Letter to My Son
Farley Mowat
A couple of months ago you asked me whether I thought it had been worthwhile to have spent so much of my time and energy tilting against American windmills. Feeling that there was a certain measure of condescension in the question, I replied with one of my facile, TV-type answers: to wit, that there can be no other real choice open to a Canadian except to resist the Yanks and all their works so that we, as a people and a nation, may escape being ingested into the Eagle’s gut, never to emerge again except – maybe – as a patch of excrement upon the pages of world history.

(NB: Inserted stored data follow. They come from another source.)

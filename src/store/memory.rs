use std::collections::HashMap;
use std::sync::atomic::{AtomicUsize, Ordering};
use std::sync::{RwLock, RwLockReadGuard, RwLockWriteGuard};

use anyhow::anyhow;
use async_trait::async_trait;

use crate::error::{RegistryError, Result};
use crate::model::{RegistryEntity, Status};
use crate::ports::Repository;

// ── MemoryRepository ──

/// In-memory `Repository` for tests and single-process deployments.
///
/// Entities are kept in insertion order, so `find_all` is stable for this
/// backend. Every port call is counted; see [`MemoryRepository::counts`].
///
/// A status reported for a key with no stored specification is held aside
/// and is invisible to reads. The first `save_specification` for that key
/// picks it up.
pub struct MemoryRepository<E: RegistryEntity> {
    inner: RwLock<Rows<E>>,
    counters: Counters,
}

struct Rows<E: RegistryEntity> {
    entities: Vec<E>,
    pending_status: HashMap<E::Key, Status>,
}

impl<E: RegistryEntity> Rows<E> {
    fn new(entities: Vec<E>) -> Self {
        Self {
            entities,
            pending_status: HashMap::new(),
        }
    }
}

/// Snapshot of how many times each port operation ran.
#[derive(Debug, Default, Clone, Copy, PartialEq, Eq)]
pub struct OperationCounts {
    pub save_specification: usize,
    pub save_status: usize,
    pub find_by_id: usize,
    pub find_all: usize,
    pub delete: usize,
}

#[derive(Default)]
struct Counters {
    save_specification: AtomicUsize,
    save_status: AtomicUsize,
    find_by_id: AtomicUsize,
    find_all: AtomicUsize,
    delete: AtomicUsize,
}

impl<E: RegistryEntity> MemoryRepository<E> {
    pub fn new() -> Self {
        Self {
            inner: RwLock::new(Rows::new(Vec::new())),
            counters: Counters::default(),
        }
    }

    /// Start from existing rows, bypassing the lifecycle engine.
    pub fn seeded(entities: Vec<E>) -> Self {
        Self {
            inner: RwLock::new(Rows::new(entities)),
            counters: Counters::default(),
        }
    }

    pub fn counts(&self) -> OperationCounts {
        OperationCounts {
            save_specification: self.counters.save_specification.load(Ordering::Relaxed),
            save_status: self.counters.save_status.load(Ordering::Relaxed),
            find_by_id: self.counters.find_by_id.load(Ordering::Relaxed),
            find_all: self.counters.find_all.load(Ordering::Relaxed),
            delete: self.counters.delete.load(Ordering::Relaxed),
        }
    }

    /// Stored entities. Status-only reports are not counted.
    pub fn len(&self) -> usize {
        self.read().map(|rows| rows.entities.len()).unwrap_or_default()
    }

    /// Keys with a reported status but no specification yet.
    pub fn pending_status_count(&self) -> usize {
        self.read()
            .map(|rows| rows.pending_status.len())
            .unwrap_or_default()
    }

    pub fn is_empty(&self) -> bool {
        self.len() == 0
    }

    fn read(&self) -> Result<RwLockReadGuard<'_, Rows<E>>> {
        self.inner
            .read()
            .map_err(|e| RegistryError::Storage(anyhow!("Lock: {}", e)))
    }

    fn write(&self) -> Result<RwLockWriteGuard<'_, Rows<E>>> {
        self.inner
            .write()
            .map_err(|e| RegistryError::Storage(anyhow!("Lock: {}", e)))
    }
}

impl<E: RegistryEntity> Default for MemoryRepository<E> {
    fn default() -> Self {
        Self::new()
    }
}

#[async_trait]
impl<E: RegistryEntity> Repository<E> for MemoryRepository<E> {
    async fn save_specification(&self, mut entity: E) -> Result<Option<E>> {
        self.counters
            .save_specification
            .fetch_add(1, Ordering::Relaxed);
        let mut rows = self.write()?;

        match rows.entities.iter_mut().find(|row| row.key() == entity.key()) {
            Some(stored) => {
                // Status is only ever written by save_status
                let status = stored.status_mut().take();
                *entity.status_mut() = status;
                *stored = entity;
                Ok(Some(stored.clone()))
            }
            None => {
                let held = rows.pending_status.remove(entity.key());
                *entity.status_mut() = held;
                rows.entities.push(entity.clone());
                Ok(Some(entity))
            }
        }
    }

    async fn save_status(&self, entity: E) -> Result<Option<E>> {
        self.counters.save_status.fetch_add(1, Ordering::Relaxed);
        let mut rows = self.write()?;

        match rows.entities.iter_mut().find(|row| row.key() == entity.key()) {
            Some(stored) => {
                *stored.status_mut() = entity.status().cloned();
                Ok(Some(stored.clone()))
            }
            None => {
                // No specification to return; the caller's is never stored.
                match entity.status() {
                    Some(status) => {
                        rows.pending_status
                            .insert(entity.key().clone(), status.clone());
                    }
                    None => {
                        rows.pending_status.remove(entity.key());
                    }
                }
                Ok(None)
            }
        }
    }

    async fn find_by_id(&self, key: &E::Key) -> Result<Option<E>> {
        self.counters.find_by_id.fetch_add(1, Ordering::Relaxed);
        let rows = self.read()?;
        Ok(rows.entities.iter().find(|row| row.key() == key).cloned())
    }

    async fn find_all(&self) -> Result<Vec<E>> {
        self.counters.find_all.fetch_add(1, Ordering::Relaxed);
        let rows = self.read()?;
        Ok(rows.entities.clone())
    }

    async fn delete(&self, entity: &E) -> Result<()> {
        self.counters.delete.fetch_add(1, Ordering::Relaxed);
        let mut rows = self.write()?;
        rows.entities.retain(|row| row.key() != entity.key());
        rows.pending_status.remove(entity.key());
        Ok(())
    }
}

#[cfg(test)]
mod tests {
    use super::*;
    use crate::model::{Specification, Status, Zone, ZoneKey};
    use serde_json::json;

    fn zone(name: &str, kind: &str) -> Zone {
        Zone::new(ZoneKey::new(name), Specification::of_type(kind))
    }

    #[tokio::test]
    async fn save_specification_keeps_stored_status() {
        let repo = MemoryRepository::new();
        repo.save_specification(zone("z1", "default")).await.unwrap();

        let mut observed = zone("z1", "default");
        observed.set_status(Status::new(json!({"healthy": true})));
        repo.save_status(observed).await.unwrap();

        let saved = repo
            .save_specification(zone("z1", "aws"))
            .await
            .unwrap()
            .unwrap();
        assert_eq!(saved.specification.kind, "aws");
        assert_eq!(saved.status, Some(Status::new(json!({"healthy": true}))));
    }

    #[tokio::test]
    async fn save_status_keeps_stored_specification() {
        let repo = MemoryRepository::new();
        repo.save_specification(zone("z1", "aws")).await.unwrap();

        let mut observed = zone("z1", "something-else");
        observed.set_status(Status::new(json!({"lag": 3})));
        let saved = repo.save_status(observed).await.unwrap().unwrap();

        assert_eq!(saved.specification.kind, "aws");
        assert_eq!(saved.status, Some(Status::new(json!({"lag": 3}))));
    }

    #[tokio::test]
    async fn save_specification_never_writes_status_on_insert() {
        let repo = MemoryRepository::new();
        let mut desired = zone("z1", "default");
        desired.set_status(Status::new(json!({"smuggled": true})));

        let saved = repo.save_specification(desired).await.unwrap().unwrap();
        assert!(saved.status.is_none());
    }

    #[tokio::test]
    async fn status_without_specification_is_held_aside() {
        let repo = MemoryRepository::new();
        let mut report = zone("z1", "unvalidated");
        report.set_status(Status::new(json!({"seen": true})));

        assert!(repo.save_status(report).await.unwrap().is_none());
        assert!(repo.find_by_id(&ZoneKey::new("z1")).await.unwrap().is_none());
        assert!(repo.find_all().await.unwrap().is_empty());
        assert_eq!(repo.pending_status_count(), 1);

        let saved = repo
            .save_specification(zone("z1", "default"))
            .await
            .unwrap()
            .unwrap();
        assert_eq!(saved.specification.kind, "default");
        assert_eq!(saved.status, Some(Status::new(json!({"seen": true}))));
        assert_eq!(repo.pending_status_count(), 0);
    }

    #[tokio::test]
    async fn delete_drops_held_status() {
        let repo = MemoryRepository::new();
        let mut report = zone("z1", "default");
        report.set_status(Status::new(json!({"seen": true})));
        repo.save_status(report.clone()).await.unwrap();

        repo.delete(&report).await.unwrap();
        let saved = repo
            .save_specification(zone("z1", "default"))
            .await
            .unwrap()
            .unwrap();
        assert!(saved.status.is_none());
    }

    #[tokio::test]
    async fn find_all_preserves_insertion_order() {
        let repo = MemoryRepository::new();
        for name in ["c", "a", "b"] {
            repo.save_specification(zone(name, "default")).await.unwrap();
        }
        let names: Vec<_> = repo
            .find_all()
            .await
            .unwrap()
            .into_iter()
            .map(|z| z.key.name)
            .collect();
        assert_eq!(names, vec!["c", "a", "b"]);
    }

    #[tokio::test]
    async fn delete_is_idempotent_and_counted() {
        let repo = MemoryRepository::new();
        let z = zone("z1", "default");
        repo.save_specification(z.clone()).await.unwrap();

        repo.delete(&z).await.unwrap();
        repo.delete(&z).await.unwrap();

        assert!(repo.find_by_id(&z.key).await.unwrap().is_none());
        assert_eq!(repo.counts().delete, 2);
        assert!(repo.is_empty());
    }
}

That should have disposed of your question – but it didn’t, and the damned thing has been festering within me ever since. It has finally forced me, very reluctantly you can believe, to make a new evaluation of the belief which has sustained me through some twenty years of waging verbal warfare against the encroachments of Uncle Sam. Have I indeed been wasting my time? I’m afraid, God help me, that I have. I can no longer convince myself that we have even a snowball’s chance in hell of escaping ultimate ravishment at the hands of the Yankee succubus. And what really hurts is the belated recognition on my part that there never was much change; that Canadians have become so fatally infected with a compulsive desire to be screwed, blued, and tatooed as minions of the U.S.A. that they not only do not wish to be saved – they are willing to fight against salvation with all the ferocity of cornered rats.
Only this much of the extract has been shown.